The Daily Heller: What I Don’t Know Could Fill The Times

Posted inThe Daily Heller
Thumbnail for The Daily Heller: What I Don't Know Could Fill The Times

Juneteenth is an annual holiday commemorating Union Gen. Gordon Granger's arrival in Texas in 1865, marking the official end of slavery. The holiday occurs on June 19, two months after Confederate General Robert E. Lee surrendered to Union General Ulysses S. Grant, ending the Civil War. It has been celebrated by African-Americans since the late 19th century, though it took Saturday's New York Times to educate me about the day, which I had not learned about in a single history class or book in primary school, high school and college—not an inkling. I am embarrassed by this educational lapse, although not entirely surprised. I am not the only one to confess ignorance, given the fact that getting racial and ethnic histories that represent truth instead of myth has been a continual battle in school districts around the country.
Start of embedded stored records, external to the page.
use crate::api::models::{CurrentConditions, CurrentResponse, ForecastResponse};
use crate::catalog::City;
use crate::config::ProviderConfig;
use crate::error::{AppError, Result};
use crate::forecast::{self, DailySummary, RawForecastSample};
use reqwest::Client;
use serde::de::DeserializeOwned;
use std::time::Duration;
use tracing::{debug, info};

/// Everything the dashboard shows for one city.
#[derive(Debug, Clone)]
pub struct CityWeather {
    pub city: City,
    pub current: CurrentConditions,
    pub days: Vec<DailySummary>,
}

impl CityWeather {
    /// Precipitation outlook for today, i.e. the first forecast day.
    pub fn today(&self) -> Option<&DailySummary> {
        self.days.first()
    }
}

#[derive(Debug, Clone)]
pub struct WeatherProvider {
    client: Client,
    base_url: String,
    api_key: String,
}

impl WeatherProvider {
    pub fn new(base_url: &str, api_key: &str, timeout: Duration) -> Result<Self> {
        if api_key.trim().is_empty() {
            return Err(AppError::BlankApiKey);
        }

        let client = Client::builder()
            .user_agent(concat!("weather-dashboard/", env!("CARGO_PKG_VERSION")))
            .timeout(timeout)
            .build()?;

        Ok(Self {
            client,
            base_url: base_url.trim_end_matches('/').to_string(),
            api_key: api_key.trim().to_string(),
        })
    }

    /// Build a provider from config, reading the key from the environment.
    pub fn from_config(config: &ProviderConfig) -> Result<Self> {
        let api_key = config.api_key()?;
        Self::new(
            &config.base_url,
            &api_key,
            Duration::from_secs(config.timeout_seconds),
        )
    }

    pub async fn current_conditions(&self, latitude: f64, longitude: f64) -> Result<CurrentConditions> {
        let response: CurrentResponse = self.get_json("weather", latitude, longitude).await?;
        Ok(response.into())
    }

    pub async fn forecast(&self, latitude: f64, longitude: f64) -> Result<Vec<RawForecastSample>> {
        let response: ForecastResponse = self.get_json("forecast", latitude, longitude).await?;
        response.into_samples()
    }

    /// Fetch current conditions and the forecast together and aggregate the
    /// forecast into daily summaries. Either request failing fails the whole load.
    pub async fn city_weather(&self, city: &City) -> Result<CityWeather> {
        let (current, samples) = tokio::try_join!(
            self.current_conditions(city.latitude, city.longitude),
            self.forecast(city.latitude, city.longitude),
        )?;

        let days = forecast::aggregate(&samples);
        info!(
            "Loaded weather for {}: {} samples, {} forecast days",
            city.name,
            samples.len(),
            days.len()
        );

        Ok(CityWeather {
            city: *city,
            current,
            days,
        })
    }

    async fn get_json<T: DeserializeOwned>(
        &self,
        endpoint: &str,
        latitude: f64,
        longitude: f64,
    ) -> Result<T> {
        let url = format!("{}/{}", self.base_url, endpoint);
        debug!("Requesting {} for ({}, {})", url, latitude, longitude);

        let response = self
            .client
            .get(&url)
            .query(&[
                ("lat", latitude.to_string()),
                ("lon", longitude.to_string()),
                ("units", "metric".to_string()),
                ("appid", self.api_key.clone()),
            ])
            .send()
            .await?
            .error_for_status()?;

        let body = response.text().await?;
        Ok(serde_json::from_str(&body)?)
    }
}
Were it not for President Trump's provocatively ill-timed and now canceled decision to hold his first campaign rally in the wake of the George Floyd murder exactly on June 19 in Tulsa, OK—where in 1921 hundreds of African Americans were attacked by a white mob that looted and burned many black-owned businesses and homes in the prosperous Greenwood District known as Black Wall Street—I would not have known of this prominent day (which has yet to be declared a national holiday). What other events of importance have been dusted under the rug of national amnesia?

Illustration by Thomas Nast in Harper's Weekly, 1863.
Illustration by Thomas Nast in Harper's Weekly, 1863. A version without Lincoln's portrait is in the Metropolitan Museum.

The Times offered readers an additional insight on Saturday: the status of the ongoing attempts to rid Mississippi's state flag of the Confederate stars and bars. Among the options for replacement designs is the so-called Stennis flag (below), designed by artist Laurin Stennis, granddaughter of the Mississippi segregationist senator John C. Stennis. "One of our most important and well-known images—our state flag—has overtly represented division and even ill will to many in Mississippi," she writes on her website. "It has acted as a barrier rather than a bridge to civic and economic development. Recent events have brought this issue to the fore once again, and I believe Mississippians are now ready to project a more welcoming and positive image that truly reflects its people." She says it represents History + Hope + Hospitality.

Alternative Mississippi State Flag design by Laurin Stennis
Alternative Mississippi State Flag design by Laurin Stennis

Symbols and signs play a huge role in the national history narrative, and one of the gestures of change is the replacement of images that shed a dark light on the country's legacy.

In an Opinion piece in the Times, Beth Ann Fennelly writes that "capturing the flag is a high-stakes game. Failure means a doubling down on the current flag, as it did almost 20 years ago, when Mississippians rejected the proposed alternative, an unappealing circle of stars that was derided as the 'pizza flag.'"

“The people of Mississippi voted in 2001 to keep the current flag,” is what current Governor Tate Reeves, a Republican, offered as justification for retaining the offensive image.

Many image issues get lost in the flood of news (real or fake) that we must sort out. I for one am glad that in times like these, The New York Times has my back.